## WHAT TO PRODUCE
Copy out the entries below exactly as they stand, but only from the line containing "self.config.data_dir.join(&self.config.state_file)" through the line containing "pub fn exists(&self)".
━━━━
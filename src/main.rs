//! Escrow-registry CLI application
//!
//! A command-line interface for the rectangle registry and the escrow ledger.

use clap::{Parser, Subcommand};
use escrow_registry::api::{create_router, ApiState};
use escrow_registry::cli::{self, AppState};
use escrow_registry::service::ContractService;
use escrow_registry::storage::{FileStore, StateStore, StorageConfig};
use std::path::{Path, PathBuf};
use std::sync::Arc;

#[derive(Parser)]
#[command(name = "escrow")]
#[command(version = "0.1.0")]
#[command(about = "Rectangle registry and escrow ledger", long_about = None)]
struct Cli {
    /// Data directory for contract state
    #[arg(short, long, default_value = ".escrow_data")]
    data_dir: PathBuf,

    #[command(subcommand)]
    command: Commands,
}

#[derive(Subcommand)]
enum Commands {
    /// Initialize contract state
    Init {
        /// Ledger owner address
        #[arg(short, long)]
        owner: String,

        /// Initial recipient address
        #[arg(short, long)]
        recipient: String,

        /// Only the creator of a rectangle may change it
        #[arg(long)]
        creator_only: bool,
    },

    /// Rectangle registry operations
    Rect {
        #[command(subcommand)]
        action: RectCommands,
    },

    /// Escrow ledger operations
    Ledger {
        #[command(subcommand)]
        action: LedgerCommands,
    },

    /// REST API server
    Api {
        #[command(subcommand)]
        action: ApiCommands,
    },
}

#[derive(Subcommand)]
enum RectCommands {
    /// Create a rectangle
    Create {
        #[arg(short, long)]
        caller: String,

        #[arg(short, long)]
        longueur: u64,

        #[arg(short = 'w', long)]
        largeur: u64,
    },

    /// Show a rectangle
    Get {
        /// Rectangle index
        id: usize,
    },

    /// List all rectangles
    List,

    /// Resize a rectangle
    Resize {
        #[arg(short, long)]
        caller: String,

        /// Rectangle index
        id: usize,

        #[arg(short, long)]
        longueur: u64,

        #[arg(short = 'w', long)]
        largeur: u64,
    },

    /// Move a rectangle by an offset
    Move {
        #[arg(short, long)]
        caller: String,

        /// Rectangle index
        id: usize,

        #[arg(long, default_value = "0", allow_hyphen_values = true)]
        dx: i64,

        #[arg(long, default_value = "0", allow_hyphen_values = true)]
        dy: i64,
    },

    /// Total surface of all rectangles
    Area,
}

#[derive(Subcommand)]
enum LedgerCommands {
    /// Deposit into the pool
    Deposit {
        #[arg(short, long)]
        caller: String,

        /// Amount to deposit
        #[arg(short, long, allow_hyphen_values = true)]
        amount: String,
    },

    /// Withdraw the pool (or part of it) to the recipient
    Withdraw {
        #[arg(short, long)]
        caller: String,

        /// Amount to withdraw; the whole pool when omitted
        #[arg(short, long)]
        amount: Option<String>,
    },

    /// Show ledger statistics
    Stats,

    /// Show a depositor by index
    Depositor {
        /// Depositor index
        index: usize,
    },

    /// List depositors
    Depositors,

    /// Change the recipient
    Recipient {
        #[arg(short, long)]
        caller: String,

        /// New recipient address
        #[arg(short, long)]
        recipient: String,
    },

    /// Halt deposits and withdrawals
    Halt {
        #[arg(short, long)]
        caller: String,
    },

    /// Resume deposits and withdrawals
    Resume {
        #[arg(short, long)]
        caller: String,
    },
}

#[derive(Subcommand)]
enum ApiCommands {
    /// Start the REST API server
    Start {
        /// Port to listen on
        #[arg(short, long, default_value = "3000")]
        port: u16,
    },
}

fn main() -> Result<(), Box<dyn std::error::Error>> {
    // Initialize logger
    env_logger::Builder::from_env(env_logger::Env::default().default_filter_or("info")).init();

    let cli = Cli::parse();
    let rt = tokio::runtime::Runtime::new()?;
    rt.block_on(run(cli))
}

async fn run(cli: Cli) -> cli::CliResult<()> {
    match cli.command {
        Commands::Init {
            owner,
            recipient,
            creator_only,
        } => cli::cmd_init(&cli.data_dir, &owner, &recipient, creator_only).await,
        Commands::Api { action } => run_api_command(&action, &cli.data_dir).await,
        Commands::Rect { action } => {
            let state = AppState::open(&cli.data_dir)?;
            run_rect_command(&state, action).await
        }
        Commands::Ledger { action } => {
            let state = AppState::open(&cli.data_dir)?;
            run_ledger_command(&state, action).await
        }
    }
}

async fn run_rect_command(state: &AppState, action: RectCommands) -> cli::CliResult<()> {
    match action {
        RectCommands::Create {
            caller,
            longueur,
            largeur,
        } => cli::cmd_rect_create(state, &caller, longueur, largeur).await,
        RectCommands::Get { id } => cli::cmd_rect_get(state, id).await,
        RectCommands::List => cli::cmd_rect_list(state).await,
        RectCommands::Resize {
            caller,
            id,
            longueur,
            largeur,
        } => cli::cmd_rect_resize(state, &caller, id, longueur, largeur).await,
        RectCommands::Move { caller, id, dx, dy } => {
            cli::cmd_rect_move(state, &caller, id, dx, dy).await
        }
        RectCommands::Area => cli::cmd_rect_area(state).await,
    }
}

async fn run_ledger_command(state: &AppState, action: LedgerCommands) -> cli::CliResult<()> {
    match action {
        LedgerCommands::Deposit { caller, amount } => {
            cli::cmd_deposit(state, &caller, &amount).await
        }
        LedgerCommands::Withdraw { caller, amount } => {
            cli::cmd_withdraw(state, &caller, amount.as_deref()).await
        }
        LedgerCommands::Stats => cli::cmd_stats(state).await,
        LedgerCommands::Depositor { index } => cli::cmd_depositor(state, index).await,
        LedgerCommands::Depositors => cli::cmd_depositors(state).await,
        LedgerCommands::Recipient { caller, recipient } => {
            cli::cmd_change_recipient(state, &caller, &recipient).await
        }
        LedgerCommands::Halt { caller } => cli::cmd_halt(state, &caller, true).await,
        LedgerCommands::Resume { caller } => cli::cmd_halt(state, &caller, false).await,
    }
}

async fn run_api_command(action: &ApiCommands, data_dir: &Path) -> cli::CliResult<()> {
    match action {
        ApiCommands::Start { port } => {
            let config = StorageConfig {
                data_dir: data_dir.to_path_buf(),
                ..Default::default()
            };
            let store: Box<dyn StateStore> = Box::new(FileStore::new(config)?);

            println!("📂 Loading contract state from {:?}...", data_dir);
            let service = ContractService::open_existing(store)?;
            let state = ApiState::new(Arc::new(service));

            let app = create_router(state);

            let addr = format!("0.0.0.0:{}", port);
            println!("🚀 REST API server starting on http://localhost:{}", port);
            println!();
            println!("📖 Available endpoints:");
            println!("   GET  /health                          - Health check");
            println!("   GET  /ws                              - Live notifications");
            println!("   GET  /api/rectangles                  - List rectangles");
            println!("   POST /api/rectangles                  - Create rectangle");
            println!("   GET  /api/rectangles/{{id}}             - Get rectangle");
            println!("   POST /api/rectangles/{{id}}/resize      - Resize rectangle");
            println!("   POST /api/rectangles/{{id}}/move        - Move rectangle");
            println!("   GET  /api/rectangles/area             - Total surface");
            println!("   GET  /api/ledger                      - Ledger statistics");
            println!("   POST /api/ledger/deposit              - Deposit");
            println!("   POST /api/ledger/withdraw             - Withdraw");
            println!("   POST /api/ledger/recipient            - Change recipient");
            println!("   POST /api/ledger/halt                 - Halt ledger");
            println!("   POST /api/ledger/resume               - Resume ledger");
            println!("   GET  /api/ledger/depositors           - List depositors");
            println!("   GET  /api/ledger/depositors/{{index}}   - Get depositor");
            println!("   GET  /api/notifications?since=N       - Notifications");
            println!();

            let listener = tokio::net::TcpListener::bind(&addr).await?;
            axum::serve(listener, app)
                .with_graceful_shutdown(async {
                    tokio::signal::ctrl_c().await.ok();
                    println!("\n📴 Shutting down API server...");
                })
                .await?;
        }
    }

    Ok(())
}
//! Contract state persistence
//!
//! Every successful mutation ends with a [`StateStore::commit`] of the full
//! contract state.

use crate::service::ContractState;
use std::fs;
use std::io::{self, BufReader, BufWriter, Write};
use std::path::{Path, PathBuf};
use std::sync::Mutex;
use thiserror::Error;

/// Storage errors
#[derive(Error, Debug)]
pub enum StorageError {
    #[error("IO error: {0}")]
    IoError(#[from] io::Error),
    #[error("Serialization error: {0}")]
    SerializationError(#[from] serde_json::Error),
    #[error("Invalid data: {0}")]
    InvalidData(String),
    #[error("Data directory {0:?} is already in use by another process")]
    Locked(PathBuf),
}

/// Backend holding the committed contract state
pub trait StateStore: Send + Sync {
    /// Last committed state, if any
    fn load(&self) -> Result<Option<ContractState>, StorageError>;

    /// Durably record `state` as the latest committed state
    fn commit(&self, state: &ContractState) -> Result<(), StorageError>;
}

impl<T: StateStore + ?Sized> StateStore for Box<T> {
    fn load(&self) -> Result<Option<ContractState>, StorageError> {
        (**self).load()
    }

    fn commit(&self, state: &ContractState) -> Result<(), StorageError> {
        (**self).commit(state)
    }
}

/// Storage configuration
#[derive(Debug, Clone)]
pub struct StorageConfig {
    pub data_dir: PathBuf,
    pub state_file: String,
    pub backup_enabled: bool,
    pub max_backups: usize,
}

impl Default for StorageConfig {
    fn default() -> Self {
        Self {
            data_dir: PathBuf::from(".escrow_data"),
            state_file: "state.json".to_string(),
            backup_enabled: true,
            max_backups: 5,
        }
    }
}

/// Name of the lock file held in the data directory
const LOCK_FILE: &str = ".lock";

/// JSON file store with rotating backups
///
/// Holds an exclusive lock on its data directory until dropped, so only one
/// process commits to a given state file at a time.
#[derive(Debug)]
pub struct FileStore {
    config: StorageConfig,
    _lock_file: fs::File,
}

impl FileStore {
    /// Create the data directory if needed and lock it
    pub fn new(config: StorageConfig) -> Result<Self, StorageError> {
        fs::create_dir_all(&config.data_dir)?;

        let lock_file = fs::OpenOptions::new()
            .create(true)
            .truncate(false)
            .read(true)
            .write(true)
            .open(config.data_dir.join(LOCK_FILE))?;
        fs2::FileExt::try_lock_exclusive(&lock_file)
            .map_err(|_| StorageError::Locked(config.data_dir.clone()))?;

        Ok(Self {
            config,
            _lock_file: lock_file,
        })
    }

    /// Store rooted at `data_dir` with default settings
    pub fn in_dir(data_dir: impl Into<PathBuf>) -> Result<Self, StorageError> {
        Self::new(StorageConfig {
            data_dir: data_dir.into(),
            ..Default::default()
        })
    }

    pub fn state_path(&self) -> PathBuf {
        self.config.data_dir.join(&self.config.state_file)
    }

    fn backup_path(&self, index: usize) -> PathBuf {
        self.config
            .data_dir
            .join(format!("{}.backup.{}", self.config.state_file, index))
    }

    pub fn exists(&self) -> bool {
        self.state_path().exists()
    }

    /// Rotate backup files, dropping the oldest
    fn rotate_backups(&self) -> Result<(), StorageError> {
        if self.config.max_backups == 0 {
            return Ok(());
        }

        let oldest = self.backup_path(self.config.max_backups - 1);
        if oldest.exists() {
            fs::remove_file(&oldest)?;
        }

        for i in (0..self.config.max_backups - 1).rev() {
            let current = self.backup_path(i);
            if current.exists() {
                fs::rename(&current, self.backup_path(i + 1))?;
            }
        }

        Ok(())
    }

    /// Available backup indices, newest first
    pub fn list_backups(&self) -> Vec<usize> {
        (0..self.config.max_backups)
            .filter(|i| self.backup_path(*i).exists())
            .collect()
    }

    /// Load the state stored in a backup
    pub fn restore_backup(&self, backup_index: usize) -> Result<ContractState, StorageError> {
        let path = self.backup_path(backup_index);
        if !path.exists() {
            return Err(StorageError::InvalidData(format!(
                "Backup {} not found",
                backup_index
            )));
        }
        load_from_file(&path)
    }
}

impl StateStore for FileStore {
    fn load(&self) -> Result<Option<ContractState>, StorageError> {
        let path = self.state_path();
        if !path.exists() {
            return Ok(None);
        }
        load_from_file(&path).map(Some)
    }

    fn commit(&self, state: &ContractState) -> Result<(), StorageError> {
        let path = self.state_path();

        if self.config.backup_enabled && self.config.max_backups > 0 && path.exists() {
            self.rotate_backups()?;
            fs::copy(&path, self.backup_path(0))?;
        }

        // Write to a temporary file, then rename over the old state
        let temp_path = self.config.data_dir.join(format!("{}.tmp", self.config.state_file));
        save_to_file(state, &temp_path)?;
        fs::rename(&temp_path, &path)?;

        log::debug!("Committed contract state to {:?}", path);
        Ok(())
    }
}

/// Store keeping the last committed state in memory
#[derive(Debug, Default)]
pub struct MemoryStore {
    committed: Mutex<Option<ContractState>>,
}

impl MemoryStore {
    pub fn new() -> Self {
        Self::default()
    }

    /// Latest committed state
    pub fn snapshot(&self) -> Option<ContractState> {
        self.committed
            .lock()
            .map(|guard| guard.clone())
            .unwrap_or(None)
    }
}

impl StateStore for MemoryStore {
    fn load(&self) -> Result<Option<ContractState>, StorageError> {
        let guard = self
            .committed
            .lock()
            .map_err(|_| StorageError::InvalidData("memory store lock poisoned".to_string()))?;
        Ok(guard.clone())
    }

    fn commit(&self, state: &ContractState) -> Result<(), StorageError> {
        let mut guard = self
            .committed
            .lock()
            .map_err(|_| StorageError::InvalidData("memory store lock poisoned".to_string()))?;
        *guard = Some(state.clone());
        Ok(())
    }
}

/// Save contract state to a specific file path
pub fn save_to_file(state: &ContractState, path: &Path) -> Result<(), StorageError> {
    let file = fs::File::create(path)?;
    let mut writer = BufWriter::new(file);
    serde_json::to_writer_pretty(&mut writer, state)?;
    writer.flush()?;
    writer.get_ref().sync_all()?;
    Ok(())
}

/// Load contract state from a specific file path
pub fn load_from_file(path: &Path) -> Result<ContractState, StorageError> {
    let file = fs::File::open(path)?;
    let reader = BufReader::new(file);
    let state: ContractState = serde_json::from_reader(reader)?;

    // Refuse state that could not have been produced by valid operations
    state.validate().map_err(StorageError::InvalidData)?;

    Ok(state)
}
━━━━
## SOLUTION TO THIS PROBLEM
        self.config.data_dir.join(&self.config.state_file)
    }

    fn backup_path(&self, index: usize) -> PathBuf {
        self.config
            .data_dir
            .join(format!("{}.backup.{}", self.config.state_file, index))
    }

    pub fn exists(&self) -> bool {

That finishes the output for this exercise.